Vietnamese Caramelized Tofu and Eggplant Stew
This Vietnamese-inspired stew combines the rich flavors of caramelized tofu with tender eggplant, all simmered in a savory sauce featuring soy and ginger. It's a cozy, hearty dish that's perfect for cooler autumn days. Serve it with jasmine rice for a complete meal.
Ingredients
- 2 tablespoons vegetable oil
- 14 ounces firm tofu, drained and cubed
- 1 large eggplant, cut into 1-inch cubes
- 1 large onion, thinly sliced
- 3 cloves garlic, minced
- 1 tablespoon fresh ginger, grated
- 1/4 cup soy sauce
- 2 tablespoons brown sugar
- 1 cup vegetable broth
- 2 tablespoons lime juice
- 2 green onions, sliced
- Fresh cilantro, for garnish
- Flaky sea salt, to taste
- Black pepper, to taste
Method
- Heat the vegetable oil in a large pot over medium-high heat. Add the cubed tofu and cook until all sides are golden brown, about 8 minutes. Remove the tofu and set aside.

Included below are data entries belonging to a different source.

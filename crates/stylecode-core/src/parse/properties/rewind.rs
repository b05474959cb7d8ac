//! Every parser leaves the cursor and buffer untouched when it fails.

use proptest::prelude::*;

use crate::bytecode::StyleBuffer;
use crate::cursor::TokenCursor;
use crate::lexer::tokenize;
use crate::parse::{PROPERTY_NAMES, ParseContext, property_parser};

const FRAGMENTS: &[&str] = &[
    "auto", "none", "normal", "inherit", "unset", "1px", "-2em", "50%", "0", "3", "-1", "1.5",
    "1fr", "10deg", "2s", "/", ",", "(", ")", "translate(", "scale(", "rotate(",
    "linear-gradient(", "url(a.png)", "left", "right", "top", "bottom", "center", "row", "column",
    "dense", "stretch", "flex-end", "space-evenly", "cover", "#fff", "'s'", "!",
];

fn arb_value() -> impl Strategy<Value = String> {
    proptest::collection::vec(
        (proptest::sample::select(FRAGMENTS), proptest::bool::ANY),
        0..8,
    )
    .prop_map(|parts| {
        parts
            .into_iter()
            .map(|(text, space)| if space { format!("{text} ") } else { text.to_string() })
            .collect()
    })
}

proptest! {
    #[test]
    fn parsers_rewind_on_failure(
        name in proptest::sample::select(PROPERTY_NAMES.to_vec()),
        value in arb_value(),
    ) {
        let Some(parser) = property_parser(name) else {
            panic!("no parser for {name}");
        };
        let tokens = tokenize(&value);
        let mut ctx = ParseContext::default();
        let mut cursor = TokenCursor::new(&tokens);
        let mut out = StyleBuffer::new();
        out.append(0xdead).unwrap();

        match parser(&mut ctx, &mut cursor, &mut out) {
            Ok(()) => {
                prop_assert!(cursor.position() > 0);
                let mut fresh = StyleBuffer::new();
                fresh.vappend(&out.words()[1..]).unwrap();
                let walked: usize = fresh.declarations().map(|(_, ops)| 1 + ops.len()).sum();
                prop_assert_eq!(walked, fresh.len());
            },
            Err(_) => {
                prop_assert_eq!(cursor.position(), 0);
                prop_assert_eq!(out.words(), &[0xdead][..]);
            },
        }
    }
}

- In the same pot, add the eggplant cubes. Cook until they become golden and start to soften, about 5 minutes. Remove and set aside with the tofu.
- Add the sliced onion to the pot and sauté until translucent, about 4 minutes. Stir in the garlic and ginger and cook until fragrant, about 1 minute more.
- Return the tofu and eggplant to the pot. Add the soy sauce, brown sugar, and vegetable broth. Bring the mixture to a simmer and cook until the eggplant is tender, about 15 minutes.
- Stir in the lime juice and adjust seasoning with flaky sea salt and black pepper to taste.
- Garnish with sliced green onions and fresh cilantro before serving. Serve hot with jasmine rice.